Net borrowing of mortgage debt by individuals fell from £5.9bn to £4.0bn in October following the fallout from the government’s mini-Budget, figures from the Bank of England (BoE) have shown.
This was the lowest level reported by the Bank since November 2021, when the figure sat at £3.8bn.
Approvals for house purchases, which the BoE uses an indicator of future borrowing, decreased to 59,000 from 66,000 in September, a figure that was a fall on the average for the past six months, also 66,000. Remortgage approvals, which only capture remortgaging with a different lender, increased slightly in October, to 51,300, from 49,500 in September. This latest figure was also higher than the previous six-month average of 47,300.
The Bank’s figures also revealed that gross mortgage lending increased to £28.2bn in October, up from £27.2bn in September, while gross repayments climbed from £21.5bn to £24.8bn.
“There is no denying that October was an eventful month for the mortgage market, advisers and the UK economy, and the BoE’s update today certainly reflects this,” commented chairman at Air Club, Stuart Wilson.
“However, total mortgage borrowing in October remained above levels seen before the pandemic, despite a slight fall in approvals for house purchases, demonstrating the resilience of the sector.

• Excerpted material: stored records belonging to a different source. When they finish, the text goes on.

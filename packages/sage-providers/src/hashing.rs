//! Deterministic feature-hashing embeddings.
//!
//! Used as the degraded fallback when the embedding model is unreachable, and as a
//! self-contained provider for offline deployments. Each lowercased word lands in a bucket
//! chosen by its BLAKE3 digest with a digest-derived sign, so texts sharing vocabulary end up
//! close under cosine similarity. The output is L2-normalized.

use unicode_segmentation::UnicodeSegmentation;

/// Identifies the hashing scheme. Bump when the bucket layout changes.
pub const HASH_MODEL_ID: &str = "blake3-feature-hash-v1";

pub fn hash_embedding(text: &str, dimensions: usize) -> Vec<f32> {
	let mut vector = vec![0.0_f32; dimensions];

	if dimensions == 0 {
		return vector;
	}

	let mut words = 0_usize;

	for word in text.unicode_words() {
		let token = word.to_lowercase();
		let digest = blake3::hash(token.as_bytes());
		let bytes = digest.as_bytes();
		let mut head = [0_u8; 8];

		head.copy_from_slice(&bytes[..8]);

		let bucket = (u64::from_le_bytes(head) % dimensions as u64) as usize;
		let sign = if bytes[8] & 1 == 0 { 1.0 } else { -1.0 };

		vector[bucket] += sign;
		words += 1;
	}

	if words == 0 || vector.iter().all(|value| *value == 0.0) {
		fill_from_bytes(text.as_bytes(), &mut vector);
	}

	normalize(&mut vector);

	vector
}

fn fill_from_bytes(raw: &[u8], vector: &mut [f32]) {
	let mut hasher = blake3::Hasher::new();

	hasher.update(HASH_MODEL_ID.as_bytes());
	hasher.update(raw);

	let mut reader = hasher.finalize_xof();
	let mut chunk = [0_u8; 4];

	for slot in vector.iter_mut() {
		reader.fill(&mut chunk);

		let unit = u32::from_le_bytes(chunk) as f64 / u32::MAX as f64;

		*slot = (unit * 2.0 - 1.0) as f32;
	}
}

fn normalize(vector: &mut [f32]) {
	let norm = vector.iter().map(|value| value * value).sum::<f32>().sqrt();

	if norm <= f32::EPSILON {
		return;
	}

	for value in vector.iter_mut() {
		*value /= norm;
	}
}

“Recently, the government’s Autumn Statement has reassured markets after a turbulent period and we’re still seeing strong demand in the mortgage and later life lending markets, which we fully expect to continue as we settle into the new year.
“With older borrowers being particularly vulnerable to soaring inflation rates, the mortgage affordability squeeze and sky-high utility bills, it is vitally important that they speak to a specialist adviser if they believe they need support.”

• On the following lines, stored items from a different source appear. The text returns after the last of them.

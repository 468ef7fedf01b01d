//! Per-query state machine.
//!
//! `Received -> Embedding -> Retrieving -> Composing -> Completed`, or `Failed` from any
//! non-terminal stage. A `QueryPipeline` only moves forward one stage at a time and is
//! consumed by `complete`; failures are reported as a `QueryFailure` naming the stage the
//! query was in.

use std::{
	fmt,
	future::Future,
	time::{Duration, Instant},
};

use serde::Serialize;
use uuid::Uuid;

use crate::{Error, QueryFailure, Result};

#[derive(Debug, Clone, Copy, PartialEq, Eq, Serialize)]
#[serde(rename_all = "snake_case")]
pub enum Stage {
	Received,
	Embedding,
	Retrieving,
	Composing,
	Completed,
}
impl Stage {
	pub fn as_str(self) -> &'static str {
		match self {
			Self::Received => "received",
			Self::Embedding => "embedding",
			Self::Retrieving => "retrieving",
			Self::Composing => "composing",
			Self::Completed => "completed",
		}
	}

	pub fn next(self) -> Option<Self> {
		match self {
			Self::Received => Some(Self::Embedding),
			Self::Embedding => Some(Self::Retrieving),
			Self::Retrieving => Some(Self::Composing),
			Self::Composing => Some(Self::Completed),
			Self::Completed => None,
		}
	}
}
impl fmt::Display for Stage {
	fn fmt(&self, f: &mut fmt::Formatter<'_>) -> fmt::Result {
		f.write_str(self.as_str())
	}
}

pub struct QueryPipeline {
	query_id: Uuid,
	role: String,
	stage: Stage,
	started: Instant,
}
impl QueryPipeline {
	pub fn start(query_id: Uuid, role: &str) -> Self {
		tracing::debug!(%query_id, role, stage = %Stage::Received, "Query received.");

		Self { query_id, role: role.to_string(), stage: Stage::Received, started: Instant::now() }
	}

	pub fn query_id(&self) -> Uuid {
		self.query_id
	}

	pub fn stage(&self) -> Stage {
		self.stage
	}

	pub fn elapsed_ms(&self) -> u64 {
		self.started.elapsed().as_millis() as u64
	}

	/// Moves to the next stage. Skipping a stage or advancing into `Completed` is a
	/// programming error; use `complete` for the final transition.
	pub fn advance(&mut self, next: Stage) {
		debug_assert_eq!(self.stage.next(), Some(next), "Stages must advance one at a time.");
		debug_assert_ne!(next, Stage::Completed);

		self.stage = next;

		tracing::debug!(
			query_id = %self.query_id,
			role = %self.role,
			stage = %self.stage,
			elapsed_ms = self.elapsed_ms(),
			"Query stage started."
		);
	}

	/// Terminal transition. Returns the total elapsed milliseconds.
	pub fn complete(mut self) -> u64 {
		debug_assert_eq!(self.stage, Stage::Composing);

		self.stage = Stage::Completed;

		let elapsed_ms = self.elapsed_ms();

		tracing::info!(
			query_id = %self.query_id,
			role = %self.role,
			stage = %self.stage,
			elapsed_ms,
			"Query completed."
		);

		elapsed_ms
	}

	pub fn fail(&self, error: Error) -> QueryFailure {
		let elapsed_ms = self.elapsed_ms();

		match &error {
			Error::AccessViolation { .. } => tracing::error!(
				query_id = %self.query_id,
				role = %self.role,
				stage = %self.stage,
				elapsed_ms,
				error = %error,
				"Query failed."
			),
			_ => tracing::warn!(
				query_id = %self.query_id,
				role = %self.role,
				stage = %self.stage,
				elapsed_ms,
				code = error.code(),
				error = %error,
				"Query failed."
			),
		}

		QueryFailure { query_id: self.query_id, stage: self.stage, error }
	}
}

/// Runs `fut` under a stage deadline. Expiry drops the future and yields `Timeout`.
pub(crate) async fn with_deadline<T, F>(stage: Stage, timeout_ms: u64, fut: F) -> Result<T>
where
	F: Future<Output = Result<T>>,
{
	tokio::time::timeout(Duration::from_millis(timeout_ms), fut)
		.await
		.map_err(|_| Error::Timeout { stage, timeout_ms })?
}

/// Exponential backoff before retry `attempt + 1`, capped at `max_backoff_ms`.
pub(crate) fn backoff_for_attempt(pipeline: &sage_config::Pipeline, attempt: u32) -> Duration {
	let exp = attempt.max(1).saturating_sub(1).min(6);
	let base = pipeline.base_backoff_ms.saturating_mul(1 << exp);

	Duration::from_millis(base.min(pipeline.max_backoff_ms))
}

The BoE also reported figures for the consumer credit market, which revealed that individuals borrowed an additional £800m in consumer credit in October, on net, following £600m of borrowing in September. This also reflected a large fall on the previous six-month average from £1.3bn.
According to the data, the additional consumer credit borrowing in October was split between £400m on credit cards, which increased from £100m in September, and £400m through other forms of consumer credit, such as car dealership finance and personal loans.

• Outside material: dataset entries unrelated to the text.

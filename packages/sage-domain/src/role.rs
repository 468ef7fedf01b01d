use std::{collections::BTreeSet, fmt, str::FromStr};

use serde::{Deserialize, Serialize};

use crate::{Error, Result};

pub type PartitionSet = BTreeSet<Partition>;

/// Who is asking. Fixed for the lifetime of a request.
#[derive(Debug, Clone, Copy, PartialEq, Eq, PartialOrd, Ord, Hash, Serialize, Deserialize)]
#[serde(rename_all = "snake_case")]
pub enum Role {
	Customer,
	Engineer,
	Admin,
}
impl Role {
	pub const ALL: [Role; 3] = [Role::Customer, Role::Engineer, Role::Admin];

	pub fn as_str(self) -> &'static str {
		match self {
			Self::Customer => "customer",
			Self::Engineer => "engineer",
			Self::Admin => "admin",
		}
	}
}
impl fmt::Display for Role {
	fn fmt(&self, f: &mut fmt::Formatter<'_>) -> fmt::Result {
		f.write_str(self.as_str())
	}
}
impl FromStr for Role {
	type Err = Error;

	fn from_str(raw: &str) -> Result<Self> {
		match raw.trim().to_ascii_lowercase().as_str() {
			"customer" => Ok(Self::Customer),
			"engineer" => Ok(Self::Engineer),
			"admin" => Ok(Self::Admin),
			_ => Err(Error::UnknownRole { role: raw.to_string() }),
		}
	}
}

/// A knowledge-base tier. Ordering follows the tier number.
#[derive(Debug, Clone, Copy, PartialEq, Eq, PartialOrd, Ord, Hash, Serialize, Deserialize)]
pub enum Partition {
	#[serde(rename = "customer_kb")]
	CustomerKb,
	#[serde(rename = "engineer_kb")]
	EngineerKb,
	#[serde(rename = "admin_kb", alias = "master_kb")]
	AdminKb,
}
impl Partition {
	pub const ALL: [Partition; 3] =
		[Partition::CustomerKb, Partition::EngineerKb, Partition::AdminKb];

	pub fn as_str(self) -> &'static str {
		match self {
			Self::CustomerKb => "customer_kb",
			Self::EngineerKb => "engineer_kb",
			Self::AdminKb => "admin_kb",
		}
	}

	pub fn tier(self) -> u8 {
		match self {
			Self::CustomerKb => 1,
			Self::EngineerKb => 2,
			Self::AdminKb => 3,
		}
	}
}
impl fmt::Display for Partition {
	fn fmt(&self, f: &mut fmt::Formatter<'_>) -> fmt::Result {
		f.write_str(self.as_str())
	}
}
impl FromStr for Partition {
	type Err = Error;

	fn from_str(raw: &str) -> Result<Self> {
		match raw.trim().to_ascii_lowercase().as_str() {
			"customer_kb" => Ok(Self::CustomerKb),
			"engineer_kb" => Ok(Self::EngineerKb),
			"admin_kb" | "master_kb" => Ok(Self::AdminKb),
			_ => Err(Error::UnknownPartition { partition: raw.to_string() }),
		}
	}
}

The Bank also reported that UK households deposited an additional £6.2bn with banks and building societies in October, compared to £8.1bn in September. Within the household deposits measure, flows into time deposits in October, at £11.3bn, were the highest on the BoE’s record, in a series going back to December 1997.
“People made the most of a leap in savings rates and shifted their money into fixed-term accounts in their droves in October – marking the highest savings on record,” said head of personal finance at AJ Bell, Laura Suter.
“A huge £11.3bn of money was saved into fixed-term accounts as rates leapt up following the mini-Budget and fierce competition in the savings market – four times as much as the previous month.
“Some of this was money shifted from easy-access accounts, as people pounced on better savings rates for locking money away for longer. The average rate on two-year fixed-rate bonds hit 3.55% in October, the highest since 2009, while three-year bonds also hit a 13-year high.
“On the flip side, there was an increase in the amount we all borrowed in October, up to £800m. This figure will keep on climbing as the cost of Christmas starts to hit people’s credit cards and overdrafts. While many people will be making cutbacks this year over the festive period, there will still be lots of money spent that people don’t have.”